I'm trying to find the intersection between a line segment and a quadratic bezier triangle for my OpenCL real time raytracer.
This question Detect&find intersection ray vs. cubic bezier triangle talks about finding the collision point between a ray and a cubic bezier triangle and the main recomendations are to try subdivision, or tensor product bezier patches.
I've read in a few places that when testing a line segment against a quadratic bezier triangle, that you just end up having to solve a quadratic equation, but I haven't found any information on what that equation actually is and am starting to wonder if it's true. My attempts to find it also have come up short so far :P
Does anyone know if this is true or how to solve it besides using subdivision or tensor product bezier patches?
Here's the equation for a quadratic bezier triangle:
AS^2 + 2*DST + 2*ESU + B*T^2 + 2*FTU + C*U^2
Where S,T,U are the parameters to the triangle. You could replace U with (1-S-T) since they are barycentric coordinates.
A,B,C are the corners of the triangle, and D,E,F are the control points along the edges.

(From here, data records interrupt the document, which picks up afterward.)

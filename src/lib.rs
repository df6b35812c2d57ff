//! # scene-export
//!
//! A Rust library for extracting curve paths and waypoint markers from a 3D
//! authoring tool's scene dump and writing them as JSON for a web renderer.
//!
//! ## Pipeline
//!
//! 1. **Height survey**: collect the world-space height of every control
//!    point on every exportable curve and take the median
//! 2. **Path export**: discretize each exportable curve into a vertex list,
//!    remap Z-up world coordinates to the renderer's Y-up convention, and
//!    flatten everything onto the median height plane
//! 3. **Waypoint export**: export the world position of every object named
//!    with the `wp` prefix, remapped the same way
//!
//! ## Example
//!
//! ```rust,ignore
//! use scene_export::export::{run_export, ExportConfig};
//! use scene_export::scene::Scene;
//!
//! let scene = Scene::load("scene.json").unwrap();
//! let report = run_export(&scene, &ExportConfig::default()).unwrap();
//! println!("median height: {}", report.median_height);
//! ```

pub mod export;
pub mod scene;

// Re-export commonly used items
pub use export::{
    ExportConfig, ExportError, ExportReport, PathExport, PathOutcome, export_paths,
    export_waypoints, run_export, survey_heights,
};
pub use scene::{ObjectKind, Scene, SceneError, SceneObject};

Super stumped on this one!
Line segment has parametric equation P = P0+(P1-P0)*v=P0+d*v
, where v is parameter [0..1]
To find intersection with brute force, you have to solve system of three quadratic equations like
x0+dx*v=AxS^2 + 2*Dx*S*T + 2*Ex*S*U + Bx*T^2 + 2*Fx*T*U + Cx*U^2
This system has 8 possible solutions, and intersection(s) exists only if resulted v,s,t lie in range 0..1 simultaneously. It's not easy to solve this system (possible approaches - Gröbner basis, numerical methods, and solution process might be numerically unstable). That is why subdivision method is sometimes recommended.